В финале обвинительной речи Крыленко дал волю красноречию: «С точки зрения охраны революции Випперу не место на свободе, и он должен быть изолирован, и если спросят, как изолирован, – я отвечу трибуналу: уничтожен». И добавил весело: «Трибунал обязан произнести свой приговор, и он будет суров и беспощаден. Пусть же будет у нас одним Виппером меньше». Эта фраза запомнилась многим, ее повторяли на разные лады как знаменитую остроту. И действительно, Крыленко удавался такой юмор – на грани цинизма, в преддверии чьей-то казни.
Приговор не вполне удовлетворил Николая Васильевича, который успел почувствовать себя триумфатором. В основной части он повторял аргументы обвинителя: «Оскар Виппер пытался вредить росту революционного движения рабочих и крестьян, тягость антисемитизма владеет им до сих пор». Но в окончательном вердикте учитывалась работа Виппера в советских органах и его глубокая моральная усталость. Его приговорили «к заключению в концентрационный лагерь до полного укрепления в Российской республике коммунистического строя». До этого рубежа Виппер не дотянул: умер, скорее всего, от голода уже в 1920 году.

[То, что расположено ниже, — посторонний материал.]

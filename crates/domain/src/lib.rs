//! # serbisyo-domain
//!
//! Pure domain model for the serbisyo home-services platform.
//!
//! ## Responsibilities
//! - Foundational types: typed identifiers, error conventions, timestamps
//! - Define the **service catalog** — the fixed table of bookable services
//!   compiled into the binary — and its pure query functions (free-text
//!   search, category lookups)
//! - Define **geo primitives**: coordinates, Haversine great-circle
//!   distance, coordinate parsing, and human-readable distance rendering
//! - Define **providers** (directory entries) and the distance-based
//!   ordering used to present them nearest-first
//! - Contain all invariant enforcement and domain logic
//!
//! ## Dependency rule
//! This crate has **no internal dependencies**.
//! It must never import anything from `app`, adapters, or external IO crates.
//! All IO boundaries are expressed as traits in the `app` crate (ports).

pub mod error;
pub mod id;
pub mod time;

pub mod catalog;
pub mod geo;
pub mod provider;
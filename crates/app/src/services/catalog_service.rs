//! Catalog service — use-cases for browsing the service catalog.

use serbisyo_domain::catalog::{self, ServiceItem};
use serbisyo_domain::error::{NotFoundError, SerbisyoError};

/// Use-cases over the built-in service catalog.
///
/// The catalog is static data, so every method here is synchronous and the
/// service itself carries no state. It still exists as a type so inbound
/// adapters depend on a service, not on the domain crate directly.
#[derive(Debug, Default, Clone, Copy)]
pub struct CatalogService;

impl CatalogService {
    /// Create a new service over the built-in catalog.
    #[must_use]
    pub fn new() -> Self {
        Self
    }

    /// The full catalog in presentation order.
    #[must_use]
    pub fn list_services(&self) -> &'static [ServiceItem] {
        catalog::all()
    }

    /// Free-text search; a blank query yields no results.
    #[tracing::instrument(skip(self))]
    #[must_use]
    pub fn search_services(&self, query: &str) -> Vec<&'static ServiceItem> {
        catalog::search(query)
    }

    /// Distinct category labels in presentation order.
    #[must_use]
    pub fn list_categories(&self) -> Vec<&'static str> {
        catalog::all_categories()
    }

    /// Every service in the given category.
    #[must_use]
    pub fn services_in_category(&self, category: &str) -> Vec<&'static ServiceItem> {
        catalog::find_by_category(category)
    }

    /// Look up one service by id.
    ///
    /// # Errors
    ///
    /// Returns [`SerbisyoError::NotFound`] when no catalog entry has the
    /// given id.
    pub fn get_service(&self, id: &str) -> Result<&'static ServiceItem, SerbisyoError> {
        catalog::find_by_id(id).ok_or_else(|| {
            NotFoundError {
                entity: "Service",
                id: id.to_string(),
            }
            .into()
        })
    }
}
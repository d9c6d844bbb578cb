//! Common error types used across the workspace.
//!
//! Each layer defines its own typed errors and converts into
//! [`SerbisyoError`] via `#[from]` — no stringly-typed variants at the top
//! level. Adapters map these onto their own surfaces (the HTTP adapter
//! turns them into status codes).

use thiserror::Error;

/// Top-level error for the serbisyo workspace.
#[derive(Debug, Error)]
pub enum SerbisyoError {
    /// A domain invariant was violated or an input was malformed.
    #[error("validation error: {0}")]
    Validation(#[from] ValidationError),

    /// A requested record does not exist.
    #[error("{0}")]
    NotFound(#[from] NotFoundError),

    /// The provider directory failed to answer.
    #[error("directory error: {0}")]
    Directory(#[from] DirectoryError),
}

/// Domain invariant violations and malformed inputs.
#[derive(Debug, Clone, PartialEq, Eq, Error)]
pub enum ValidationError {
    /// A catalog entry id was empty.
    #[error("id must not be empty")]
    EmptyId,
    /// A catalog entry title was empty.
    #[error("title must not be empty")]
    EmptyTitle,
    /// A provider name was empty.
    #[error("name must not be empty")]
    EmptyName,
    /// A category label was empty.
    #[error("category must not be empty")]
    EmptyCategory,
    /// A coordinate string did not parse as `lat,lng`.
    #[error("malformed coordinates, expected \"lat,lng\"")]
    MalformedCoordinates,
    /// A provider id was not a valid UUID.
    #[error("malformed provider id")]
    MalformedProviderId,
}

/// A lookup that found nothing.
#[derive(Debug, Clone, PartialEq, Eq, Error)]
#[error("{entity} {id} not found")]
pub struct NotFoundError {
    /// Record kind, e.g. `"Service"` or `"Provider"`.
    pub entity: &'static str,
    /// The identifier that missed.
    pub id: String,
}

/// Failures reported by a provider directory implementation.
#[derive(Debug, Error)]
pub enum DirectoryError {
    /// The backing directory could not be queried.
    #[error("provider directory unavailable: {0}")]
    Unavailable(String),
}
//! Conditional configuration values.
//!
//! A [`RuleOverlay`] sits on top of a [`ConfigTree`] and turns sections that
//! declare rules into a single value, picked by evaluating each rule's
//! predicate against the current [`Context`]. Predicates are compiled once
//! per context shape and kept in a shared [`PredicateCache`].

mod cache;
mod compile;
mod error;
mod evaluate;
mod evaluator;
mod overlay;
pub mod parse;
mod resolve;
pub mod source;
pub mod tree;
mod types;

pub use cache::{CacheKey, PredicateCache};
pub use compile::CompiledPredicate;
#[cfg(feature = "json")]
pub use error::LoadError;
pub use error::RuleError;
pub use evaluator::{ExpressionEvaluator, PredicateEvaluator};
pub use overlay::{
    ConfigTreeExt, OverlayBuilder, OverlayOptions, RuleOverlay, Section, DEFAULT_RULES_KEY,
};
pub use resolve::resolve;
pub use source::{ContextSource, SharedContext};
pub use tree::{ChangeSignal, ConfigTree, MemoryTree, ReloadToken};
pub use types::{
    field, CompareOp, CompileError, Context, ContextShape, Expr, FieldExpr, Operand, Rule,
    RuleSet, Value, ValueKind,
};
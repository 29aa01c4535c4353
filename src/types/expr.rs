use std::fmt;
use std::ops::Not;

use super::Value;

/// Comparison operators supported in predicates.
#[derive(Debug, Clone, Copy, PartialEq, Eq)]
pub enum CompareOp {
    Eq,
    Neq,
    Gt,
    Gte,
    Lt,
    Lte,
}

impl CompareOp {
    #[must_use]
    pub fn is_equality(self) -> bool {
        matches!(self, CompareOp::Eq | CompareOp::Neq)
    }
}

/// One side of a comparison: a context field path or a literal.
#[derive(Debug, Clone, PartialEq)]
pub enum Operand {
    Field(String),
    Literal(Value),
}

/// Parsed predicate. Field paths are still strings here; they are resolved
/// against a [`ContextShape`](super::ContextShape) during compilation.
#[derive(Debug, Clone, PartialEq)]
pub enum Expr {
    Compare {
        left: Operand,
        op: CompareOp,
        right: Operand,
    },
    /// A bare operand used as a condition. Must be boolean to compile.
    Operand(Operand),
    And(Box<Expr>, Box<Expr>),
    Or(Box<Expr>, Box<Expr>),
    Not(Box<Expr>),
}

/// Operand with field paths replaced by slot indices into a shape.
#[derive(Debug, Clone, PartialEq)]
pub(crate) enum Slot {
    Field(usize),
    Literal(Value),
}

#[derive(Debug, Clone, PartialEq)]
pub(crate) enum CompiledExpr {
    Compare { left: Slot, op: CompareOp, right: Slot },
    Field(usize),
    Const(bool),
    And(Box<CompiledExpr>, Box<CompiledExpr>),
    Or(Box<CompiledExpr>, Box<CompiledExpr>),
    Not(Box<CompiledExpr>),
}

impl fmt::Display for CompareOp {
    fn fmt(&self, f: &mut fmt::Formatter<'_>) -> fmt::Result {
        match self {
            CompareOp::Eq => write!(f, "=="),
            CompareOp::Neq => write!(f, "!="),
            CompareOp::Gt => write!(f, ">"),
            CompareOp::Gte => write!(f, ">="),
            CompareOp::Lt => write!(f, "<"),
            CompareOp::Lte => write!(f, "<="),
        }
    }
}

impl fmt::Display for Operand {
    fn fmt(&self, f: &mut fmt::Formatter<'_>) -> fmt::Result {
        match self {
            Operand::Field(path) => write!(f, "{path}"),
            Operand::Literal(value) => write!(f, "{value}"),
        }
    }
}

impl fmt::Display for Expr {
    fn fmt(&self, f: &mut fmt::Formatter<'_>) -> fmt::Result {
        match self {
            Expr::Compare { left, op, right } => write!(f, "({left} {op} {right})"),
            Expr::Operand(operand) => write!(f, "{operand}"),
            Expr::And(a, b) => write!(f, "({a} AND {b})"),
            Expr::Or(a, b) => write!(f, "({a} OR {b})"),
            Expr::Not(inner) => write!(f, "(NOT {inner})"),
        }
    }
}

impl Expr {
    #[must_use]
    pub fn and(self, other: Expr) -> Expr {
        Expr::And(Box::new(self), Box::new(other))
    }

    #[must_use]
    pub fn or(self, other: Expr) -> Expr {
        Expr::Or(Box::new(self), Box::new(other))
    }
}

impl Not for Expr {
    type Output = Expr;

    fn not(self) -> Expr {
        Expr::Not(Box::new(self))
    }
}

/// Builder for field comparisons, created by [`field()`].
///
/// ```
/// use ruleconf::field;
///
/// let expr = field("Prop1").gt(100_i64).and(field("enabled").is_true());
/// assert_eq!(expr.to_string(), "((Prop1 > 100) AND enabled)");
/// ```
#[derive(Debug, Clone)]
pub struct FieldExpr {
    path: String,
}

impl FieldExpr {
    fn compare(self, op: CompareOp, value: impl Into<Value>) -> Expr {
        Expr::Compare {
            left: Operand::Field(self.path),
            op,
            right: Operand::Literal(value.into()),
        }
    }

    #[must_use]
    pub fn eq(self, value: impl Into<Value>) -> Expr {
        self.compare(CompareOp::Eq, value)
    }

    #[must_use]
    pub fn neq(self, value: impl Into<Value>) -> Expr {
        self.compare(CompareOp::Neq, value)
    }

    #[must_use]
    pub fn gt(self, value: impl Into<Value>) -> Expr {
        self.compare(CompareOp::Gt, value)
    }

    #[must_use]
    pub fn gte(self, value: impl Into<Value>) -> Expr {
        self.compare(CompareOp::Gte, value)
    }

    #[must_use]
    pub fn lt(self, value: impl Into<Value>) -> Expr {
        self.compare(CompareOp::Lt, value)
    }

    #[must_use]
    pub fn lte(self, value: impl Into<Value>) -> Expr {
        self.compare(CompareOp::Lte, value)
    }

    /// Use a boolean field directly as the condition.
    #[must_use]
    pub fn is_true(self) -> Expr {
        Expr::Operand(Operand::Field(self.path))
    }
}

#[must_use]
pub fn field(path: &str) -> FieldExpr {
    FieldExpr {
        path: path.to_owned(),
    }
}

#[cfg(test)]
mod tests {
    use super::*;

    #[test]
    fn field_gt_literal() {
        let expr = field("Prop1").gt(100_i64);
        assert_eq!(
            expr,
            Expr::Compare {
                left: Operand::Field("Prop1".to_owned()),
                op: CompareOp::Gt,
                right: Operand::Literal(Value::Int(100)),
            }
        );
    }

    #[test]
    fn bare_field() {
        assert_eq!(
            field("enabled").is_true(),
            Expr::Operand(Operand::Field("enabled".to_owned()))
        );
    }

    #[test]
    fn chaining_is_left_associative() {
        let expr = field("a").is_true().and(field("b").is_true()).or(!field("c").is_true());
        assert_eq!(expr.to_string(), "((a AND b) OR (NOT c))");
    }

    #[test]
    fn equality_ops() {
        assert!(CompareOp::Eq.is_equality());
        assert!(CompareOp::Neq.is_equality());
        assert!(!CompareOp::Lte.is_equality());
    }
}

Насколько справедлив был этот приговор? Его вынесли в разгар гражданской войны. Шли серьезные сражения, победу большевиков и их сторонников еще нельзя было гарантировать. Среди тех, кто симпатизировал красным, мало кто сомневался, что Виппера следует строго наказать. Он, хотя и проиграл дело Бейлиса, стал символом судебного произвола царской власти и – шире – символом контрреволюции. В то же время это был разбитый человек, неспособный к борьбе и терявший волю к жизни. Его смерть отчасти можно считать самоубийством. Что уж точно показал процесс – так это решительность советской власти. Крыленко сделал все, чтобы обвинение не обернулось пшиком, как это случилось в 1913 году. И революционерам удалось, сохраняя законность, рассчитаться с царской судебной властью за дело Бейлиса.
А брат осужденного прокурора Роберт (возможно, Крыленко в своей речи намекал именно на него, говоря о том, что на земле есть и другие Випперы) сохранил и жизнь, и волю к труду, хотя и подпал под критику самого Ленина за статью «Возникновение христианства». Много лет он преподавал историю в Риге, а когда в 1940 году Латвия, с помощью Крыленко, присоединилась к СССР, сделал большую карьеру. Стал академиком, кавалером ордена Ленина и автором нескольких замечательных книг, включая отмеченное Сталиным исследование об Иване Грозном. Два брата, и такая разная судьба. Для XX века – вполне характерная история. Товарища Крыленко Роберт Виппер пережил почти на два десятилетия.